C'est ainsi le dernier exploitant qui a la charge de faire nettoyer le site pollué et non le bailleur, cette obligation ne consistant pas seulement en l'évacuation de tous les déchets présents sur le site. En effet, celui-ci doit être remis en état de façon à permettre l'exploitation de la même activité qui a eu lieu depuis la suppression de la station-service, c'est à dire une activité de garage automobile. Dès lors, la société GARAGE DU SIERROZ se devait de rendre inerte les cuves et de faire enlever les terres polluées.
Certes, au moment de l'arrêt de son activité de distribution de carburants, elle avait fait « inerter » les cuves. Mais en réalité, ce travail s'est avéré être incomplet.

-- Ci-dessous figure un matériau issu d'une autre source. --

//! Layered error definitions
//!
//! Categorized by source: config / handler / source

use thiserror::Error;

/// Unified error type
#[derive(Debug, Error)]
pub enum ContractError {
    // ===== Configuration Errors =====
    /// Configuration parse error
    #[error("config parse error: {message}")]
    ConfigParse {
        message: String,
        #[source]
        source: Option<Box<dyn std::error::Error + Send + Sync>>,
    },

    /// Configuration validation error
    #[error("config validation error at '{field}': {message}")]
    ConfigValidation { field: String, message: String },

    // ===== Handler Errors =====
    /// Handler could not acquire its resources
    #[error("handler '{handler}' setup error: {message}")]
    HandlerSetup { handler: String, message: String },

    /// Handler failed to deliver an envelope
    #[error("handler '{handler}' delivery error: {message}")]
    HandlerDelivery { handler: String, message: String },

    /// Handler shed the envelope because its own queue was full
    #[error("handler '{handler}' queue overflow, envelope dropped")]
    QueueOverflow { handler: String },

    // ===== Source Errors =====
    /// Frame source unavailable
    #[error("source '{source_name}' unavailable: {message}")]
    SourceUnavailable {
        source_name: String,
        message: String,
    },

    // ===== General Errors =====
    /// IO error
    #[error("io error: {0}")]
    Io(#[from] std::io::Error),

    /// Serialization error
    #[error("serialization error: {0}")]
    Serialization(#[from] serde_json::Error),

    /// Other error
    #[error("{0}")]
    Other(String),
}

impl ContractError {
    /// Create configuration parse error
    pub fn config_parse(message: impl Into<String>) -> Self {
        Self::ConfigParse {
            message: message.into(),
            source: None,
        }
    }

    /// Create configuration parse error keeping the underlying cause
    pub fn config_parse_with(
        message: impl Into<String>,
        source: impl std::error::Error + Send + Sync + 'static,
    ) -> Self {
        Self::ConfigParse {
            message: message.into(),
            source: Some(Box::new(source)),
        }
    }

    /// Create configuration validation error
    pub fn config_validation(field: impl Into<String>, message: impl Into<String>) -> Self {
        Self::ConfigValidation {
            field: field.into(),
            message: message.into(),
        }
    }

    pub fn handler_setup(handler: impl Into<String>, message: impl Into<String>) -> Self {
        Self::HandlerSetup {
            handler: handler.into(),
            message: message.into(),
        }
    }

    pub fn handler_delivery(handler: impl Into<String>, message: impl Into<String>) -> Self {
        Self::HandlerDelivery {
            handler: handler.into(),
            message: message.into(),
        }
    }

    pub fn queue_overflow(handler: impl Into<String>) -> Self {
        Self::QueueOverflow {
            handler: handler.into(),
        }
    }

    /// 是否为队列溢出丢弃 (计入 dropped 而不是 failed)
    pub fn is_drop(&self) -> bool {
        matches!(self, Self::QueueOverflow { .. })
    }

    pub fn source_unavailable(source_name: impl Into<String>, message: impl Into<String>) -> Self {
        Self::SourceUnavailable {
            source_name: source_name.into(),
            message: message.into(),
        }
    }
}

En effet, selon le rapport G. du 22/07/2014 :
- se trouvaient au nord du garage une cuve de 4.000 litres, au sud, une cuve de 5.500 litres et une autre de 20.000 litres, et à l'est, sous l'auvent, un ancien réservoir de 5.000 litres, ces ouvrages ayant été comblés avec du sable,
- pour autant, a été relevée la présence d'hydrocarbures à des concentrations significatives, de l'arsenic à des taux dépassant les seuils autorisés, des éléments métalliques avec du nickel et du plomb, avec de fortes odeurs d'hydrocarbures et le constat visuel d'huile dans les sondages,
- lors des travaux, il est apparu que les deux cuves principales n'avaient pas été inertées correctement, avec persistance de risque de formation de vapeurs pouvant engendrer une inflammation ou une explosion, le sable mis dans les réservoirs n'ayant pas recouvert toute la surface de la paroi interne, avec présence d'eau, ce qui a nécessité de pomper les eaux résiduelles et d'injecter du béton de remplissage.
Dans ces conditions, la Cour considère que les travaux réalisés par la société G. devaient incomber au seul exploitant, car ils étaient tous relatifs à la seule activité de station-service et non de garage automobile et n'ont fait que remettre en état les lieux, sans apporter de plus-value au site.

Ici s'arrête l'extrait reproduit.